Para terminar, quiero repetir aquí algo que sostuve años ha:

"...sólo recordaremos una historia americana: las mujeres de una de las etnias que poblaban Yucatán -creo no equivocarme en el origen- mataban a sus hijos cuando nacían, después que su pueblo fue conquistado por los españoles. Nacer en cautiverio era, para ellas, peor que la muerte. Una de las miles de formas en que las mujeres de cada cultura han respondido a las circunstancias externas, frente a su capacidad de parir. (...) Porque la vida y la muerte son valores relativos al bien y al mal y en todas las culturas -y según las circunstancias- han tenido distinta carga valorativa; morir y vivir, matar o preservar, ha sido bueno o malo, según el bien que se pretende tutelar.

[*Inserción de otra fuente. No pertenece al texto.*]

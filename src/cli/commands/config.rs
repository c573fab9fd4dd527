use clap::Subcommand;
use serde_json::json;

use crate::cli::config::{get_config_dir, load_session};
use crate::cli::OutputFormat;
use crate::config::config;

#[derive(Subcommand)]
pub enum ConfigCommands {
    #[command(about = "Show the resolved API and display settings")]
    Show,
}

pub async fn handle(cmd: ConfigCommands, output_format: OutputFormat) -> anyhow::Result<()> {
    match cmd {
        ConfigCommands::Show => {
            let app = config();
            let config_dir = get_config_dir()?;
            let user = load_session()?.map(|s| s.user.username);

            match output_format {
                OutputFormat::Json => {
                    println!(
                        "{}",
                        serde_json::to_string_pretty(&json!({
                            "config": app,
                            "config_dir": config_dir,
                            "logged_in_as": user,
                        }))?
                    );
                }
                OutputFormat::Text => {
                    println!("Environment: {:?}", app.environment);
                    println!("API URL: {}", app.api.base_url);
                    println!("Timeout: {}s", app.api.timeout_secs);
                    println!("Currency: {}", app.display.currency);
                    println!("Config dir: {}", config_dir.display());
                    println!("Logged in as: {}", user.as_deref().unwrap_or("(nobody)"));
                }
            }
            Ok(())
        }
    }
}
//! # Backend client
//!
//! reqwest transport for the inventory REST contract.

pub mod backend;

use std::time::Duration;

use async_trait::async_trait;
use reqwest::{Method, RequestBuilder, Response};
use serde::de::DeserializeOwned;
use serde_json::Value;
use url::Url;

use crate::config::ApiConfig;
use crate::error::ClientError;
use crate::models::{
    AuthResponse, LoginForm, Product, ProductId, ProductPayload, RegisterRequest, Session,
};

pub use backend::{AuthBackend, ProductBackend};

#[derive(Debug, Clone)]
pub struct ApiClient {
    http: reqwest::Client,
    base_url: Url,
}

impl ApiClient {
    pub fn new(base_url: &str, timeout: Duration) -> Result<Self, ClientError> {
        let base_url =
            Url::parse(base_url).map_err(|e| ClientError::InvalidBaseUrl(format!("{base_url}: {e}")))?;
        if base_url.cannot_be_a_base() {
            return Err(ClientError::InvalidBaseUrl(base_url.to_string()));
        }

        let http = reqwest::Client::builder()
            .timeout(timeout)
            .user_agent(concat!("inventory-client/", env!("CARGO_PKG_VERSION")))
            .build()?;

        Ok(Self { http, base_url })
    }

    pub fn from_config(config: &ApiConfig) -> Result<Self, ClientError> {
        Self::new(&config.base_url, config.timeout())
    }

    pub fn base_url(&self) -> &Url {
        &self.base_url
    }

    /// Append path segments to the base URL. Segments are percent-encoded, so
    /// an identifier can never escape its position in the path.
    fn endpoint(&self, segments: &[&str]) -> Result<Url, ClientError> {
        let mut url = self.base_url.clone();
        {
            let mut path = url
                .path_segments_mut()
                .map_err(|_| ClientError::InvalidBaseUrl(self.base_url.to_string()))?;
            path.pop_if_empty().extend(segments);
        }
        Ok(url)
    }

    fn request(&self, method: Method, url: Url, session: Option<&Session>) -> RequestBuilder {
        tracing::debug!(%method, %url, authenticated = session.is_some(), "backend request");
        let builder = self.http.request(method, url);
        match session {
            Some(s) => builder.bearer_auth(&s.token),
            None => builder,
        }
    }

    /// Send and turn non-2xx responses into a classified error.
    async fn execute(&self, builder: RequestBuilder) -> Result<Response, ClientError> {
        let response = builder.send().await?;
        let status = response.status();
        if status.is_success() {
            return Ok(response);
        }

        let body = response.bytes().await.unwrap_or_default();
        let error = ClientError::from_status(status.as_u16(), &body);
        tracing::warn!(status = status.as_u16(), code = error.error_code(), "backend rejected request: {}", error);
        Err(error)
    }

    async fn decode<T: DeserializeOwned>(response: Response) -> Result<T, ClientError> {
        response
            .json::<T>()
            .await
            .map_err(|e| ClientError::Decode(e.to_string()))
    }
}

#[async_trait]
impl ProductBackend for ApiClient {
    async fn list_products(&self) -> Result<Vec<Product>, ClientError> {
        let url = self.endpoint(&["products", "all"])?;
        let response = self.execute(self.request(Method::GET, url, None)).await?;
        let products: Vec<Product> = Self::decode(response).await?;
        tracing::debug!(count = products.len(), "fetched products");
        Ok(products)
    }

    async fn get_product(&self, id: &ProductId) -> Result<Product, ClientError> {
        let url = self.endpoint(&["products", id.as_str()])?;
        let response = self.execute(self.request(Method::GET, url, None)).await?;
        Self::decode(response).await
    }

    async fn create_product(
        &self,
        session: &Session,
        payload: &ProductPayload,
    ) -> Result<Product, ClientError> {
        let url = self.endpoint(&["products"])?;
        let builder = self.request(Method::POST, url, Some(session)).json(payload);
        let response = self.execute(builder).await?;
        let product: Product = Self::decode(response).await?;
        tracing::info!(id = %product.id, name = %product.name, "product created");
        Ok(product)
    }

    async fn update_product(
        &self,
        session: &Session,
        id: &ProductId,
        payload: &ProductPayload,
    ) -> Result<Product, ClientError> {
        let url = self.endpoint(&["products", id.as_str()])?;
        let builder = self.request(Method::PUT, url, Some(session)).json(payload);
        let response = self.execute(builder).await?;
        let product: Product = Self::decode(response).await?;
        tracing::info!(id = %product.id, "product updated");
        Ok(product)
    }

    async fn delete_product(&self, session: &Session, id: &ProductId) -> Result<(), ClientError> {
        let url = self.endpoint(&["products", id.as_str()])?;
        self.execute(self.request(Method::DELETE, url, Some(session)))
            .await?;
        tracing::info!(%id, "product deleted");
        Ok(())
    }
}

#[async_trait]
impl AuthBackend for ApiClient {
    async fn login(&self, form: &LoginForm) -> Result<Session, ClientError> {
        let url = self.endpoint(&["auth", "login"])?;
        let response = self
            .execute(self.request(Method::POST, url, None).json(form))
            .await?;
        let auth: AuthResponse = Self::decode(response).await?;
        let session = Session::from(auth);
        tracing::info!(username = %session.user.username, "logged in");
        Ok(session)
    }

    async fn register(&self, request: &RegisterRequest) -> Result<Option<Session>, ClientError> {
        let url = self.endpoint(&["auth", "register"])?;
        let response = self
            .execute(self.request(Method::POST, url, None).json(request))
            .await?;
        let body = response.bytes().await?;
        if body.is_empty() {
            return Ok(None);
        }
        let value: Value =
            serde_json::from_slice(&body).map_err(|e| ClientError::Decode(e.to_string()))?;
        let session = serde_json::from_value::<AuthResponse>(value)
            .ok()
            .map(Session::from);
        tracing::info!(username = %request.username, with_session = session.is_some(), "registered");
        Ok(session)
    }
}

#[cfg(test)]
mod tests {
    use super::*;

    fn client(base: &str) -> ApiClient {
        ApiClient::new(base, Duration::from_secs(1)).unwrap()
    }

    #[test]
    fn endpoints_extend_the_base_path() {
        let c = client("http://localhost:8000/api");
        assert_eq!(
            c.endpoint(&["products", "all"]).unwrap().as_str(),
            "http://localhost:8000/api/products/all"
        );
        let c = client("http://localhost:8000/api/");
        assert_eq!(
            c.endpoint(&["auth", "login"]).unwrap().as_str(),
            "http://localhost:8000/api/auth/login"
        );
    }

    #[test]
    fn identifiers_are_encoded_as_one_segment() {
        let c = client("http://localhost:8000/api");
        let url = c.endpoint(&["products", "a/b c"]).unwrap();
        assert_eq!(url.as_str(), "http://localhost:8000/api/products/a%2Fb%20c");
    }

    #[test]
    fn rejects_unusable_base_urls() {
        assert!(matches!(
            ApiClient::new("not a url", Duration::from_secs(1)),
            Err(ClientError::InvalidBaseUrl(_))
        ));
        assert!(matches!(
            ApiClient::new("mailto:someone@example.com", Duration::from_secs(1)),
            Err(ClientError::InvalidBaseUrl(_))
        ));
    }
}
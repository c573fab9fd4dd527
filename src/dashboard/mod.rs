//! # Dashboard
//!
//! Page layer around [`ProductListViewModel`]: runs the backend calls the
//! user's actions imply and feeds the results back into the view-model.
//! Every successful mutation is followed by a full re-fetch of the
//! collection; the local copy is never patched in place.

use crate::client::ProductBackend;
use crate::error::ClientError;
use crate::models::{FormError, ProductId, Session};
use crate::view_model::{ProductListViewModel, StatusMessage};

/// What came of a user action, for the caller to react to.
#[derive(Debug, Clone, PartialEq)]
pub enum Outcome {
    Completed,
    /// Another request is still in flight.
    Busy,
    /// Missing, expired or insufficient credentials.
    NeedsLogin,
    /// Input rejected, either locally or by the backend.
    Invalid(FormError),
    Failed(String),
}

impl Outcome {
    pub fn is_completed(&self) -> bool {
        matches!(self, Outcome::Completed)
    }
}

pub struct Dashboard<B> {
    backend: B,
    session: Option<Session>,
    view: ProductListViewModel,
}

impl<B: ProductBackend> Dashboard<B> {
    pub fn new(backend: B, session: Option<Session>) -> Self {
        Self {
            backend,
            session,
            view: ProductListViewModel::new(),
        }
    }

    pub fn view(&self) -> &ProductListViewModel {
        &self.view
    }

    pub fn view_mut(&mut self) -> &mut ProductListViewModel {
        &mut self.view
    }

    pub fn session(&self) -> Option<&Session> {
        self.session.as_ref()
    }

    pub fn set_session(&mut self, session: Option<Session>) {
        self.session = session;
    }

    pub fn backend(&self) -> &B {
        &self.backend
    }

    /// Initial load when the dashboard opens.
    pub async fn mount(&mut self) -> Outcome {
        self.refresh().await
    }

    pub async fn refresh(&mut self) -> Outcome {
        if self.view.is_loading() {
            return Outcome::Busy;
        }
        self.view.set_loading(true);
        let outcome = self.reload().await;
        self.view.set_loading(false);
        outcome
    }

    async fn reload(&mut self) -> Outcome {
        match self.backend.list_products().await {
            Ok(products) => {
                self.view.replace_collection(products);
                Outcome::Completed
            }
            Err(e) => self.fail(e, "Error fetching products"),
        }
    }

    /// Load `id` into the draft, preferring the copy already on screen.
    pub async fn begin_edit(&mut self, id: &ProductId) -> Outcome {
        if let Some(product) = self.view.find(id).cloned() {
            self.view.begin_edit(&product);
            return Outcome::Completed;
        }
        match self.backend.get_product(id).await {
            Ok(product) => {
                self.view.begin_edit(&product);
                Outcome::Completed
            }
            Err(e) => self.fail(e, "Product not found"),
        }
    }

    pub fn cancel_edit(&mut self) {
        self.view.cancel_edit();
    }

    /// Create or update from the draft, depending on whether an edit is active.
    pub async fn submit(&mut self) -> Outcome {
        if self.view.is_loading() {
            return Outcome::Busy;
        }
        let Some(session) = self.session.clone() else {
            return self.needs_login();
        };
        let payload = match self.view.draft().to_payload() {
            Ok(payload) => payload,
            Err(form) => {
                self.view.set_status(StatusMessage::danger(form.message.clone()));
                return Outcome::Invalid(form);
            }
        };

        self.view.set_loading(true);
        let result = match self.view.edit_target().cloned() {
            Some(id) => self
                .backend
                .update_product(&session, &id, &payload)
                .await
                .map(|_| "Product updated successfully!"),
            None => self
                .backend
                .create_product(&session, &payload)
                .await
                .map(|_| "Product added successfully!"),
        };

        let outcome = match result {
            Ok(message) => {
                self.view.set_status(StatusMessage::success(message));
                self.view.cancel_edit();
                self.reload().await;
                Outcome::Completed
            }
            Err(e) => self.fail(e, "Error saving product"),
        };
        self.view.set_loading(false);
        outcome
    }

    pub async fn delete(&mut self, id: &ProductId) -> Outcome {
        if self.view.is_loading() {
            return Outcome::Busy;
        }
        let Some(session) = self.session.clone() else {
            return self.needs_login();
        };

        self.view.set_loading(true);
        let outcome = match self.backend.delete_product(&session, id).await {
            Ok(()) => {
                self.view.set_status(StatusMessage::success("Product deleted successfully!"));
                if self.view.edit_target() == Some(id) {
                    self.view.cancel_edit();
                }
                self.reload().await;
                Outcome::Completed
            }
            Err(e) => self.fail(e, "Error deleting product"),
        };
        self.view.set_loading(false);
        outcome
    }

    fn needs_login(&mut self) -> Outcome {
        self.view
            .set_status(StatusMessage::danger("Please log in to manage products"));
        Outcome::NeedsLogin
    }

    fn fail(&mut self, error: ClientError, fallback: &str) -> Outcome {
        tracing::warn!(code = error.error_code(), "{}: {}", fallback, error);

        if error.is_auth_failure() {
            let text = error.user_message("Your session has expired, please log in again");
            self.view.set_status(StatusMessage::danger(text));
            return Outcome::NeedsLogin;
        }

        match error {
            ClientError::Validation {
                message,
                field_errors,
            } => {
                self.view.set_status(StatusMessage::danger(message.clone()));
                Outcome::Invalid(FormError {
                    message,
                    field_errors,
                })
            }
            other => {
                let text = other.user_message(fallback);
                self.view.set_status(StatusMessage::danger(text.clone()));
                Outcome::Failed(text)
            }
        }
    }
}
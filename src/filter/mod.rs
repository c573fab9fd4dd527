pub mod types;
pub mod filter;
pub mod filter_where;
pub mod filter_order;
pub mod error;

pub use types::*;
pub use filter::Filter;
pub use filter_order::FilterOrder;
pub use filter_where::FilterWhere;
pub use error::FilterError;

Por eso, el valor o desvalor, atribuído a la vida y a la muerte siempre ha dependido de qué otro valor se resguarda con ellas, la libertad, la dignidad, la paz, el honor, el bienestar de los hijos que se tienen y hasta la belleza y las creencias.

Si nos sentimos pertenecientes a la humanidad, lo importante para nosotras/os será  no sólo "dar la vida, sino también conservarla" (como decía el slogan del 8 de marzo de 1985, con reminiscencias ecológicas). Pero ¿qué vida? Lo importante será  otorgar a la vida humana un contenido que permita que ella se despliegue en la Tierra dignamente; como resultado del idéntico valor asignado a cada ser humano por serlo; con la aceptación de todas las diferencias y todos los dilemas que el estar vivas/os supone, incluyendo aquellos que nos obligan a decidir entre opciones "de hierro"; nunca como derivación de nuestra animalidad o de algún "destino manifiesto" que se nos quiera imponer. En esto, en todo caso, reside la trascendencia de la vida y la muerte para los humanos. Lo otro, suele ser falsa conciencia."

(*) Socióloga, investigadora y consultora en temas de género. Coordinadora General de la Fundación Grupo de Estudios sobre la Condición de la Mujer en Uruguay (GRECMU); integrante de CLADEM Uruguay.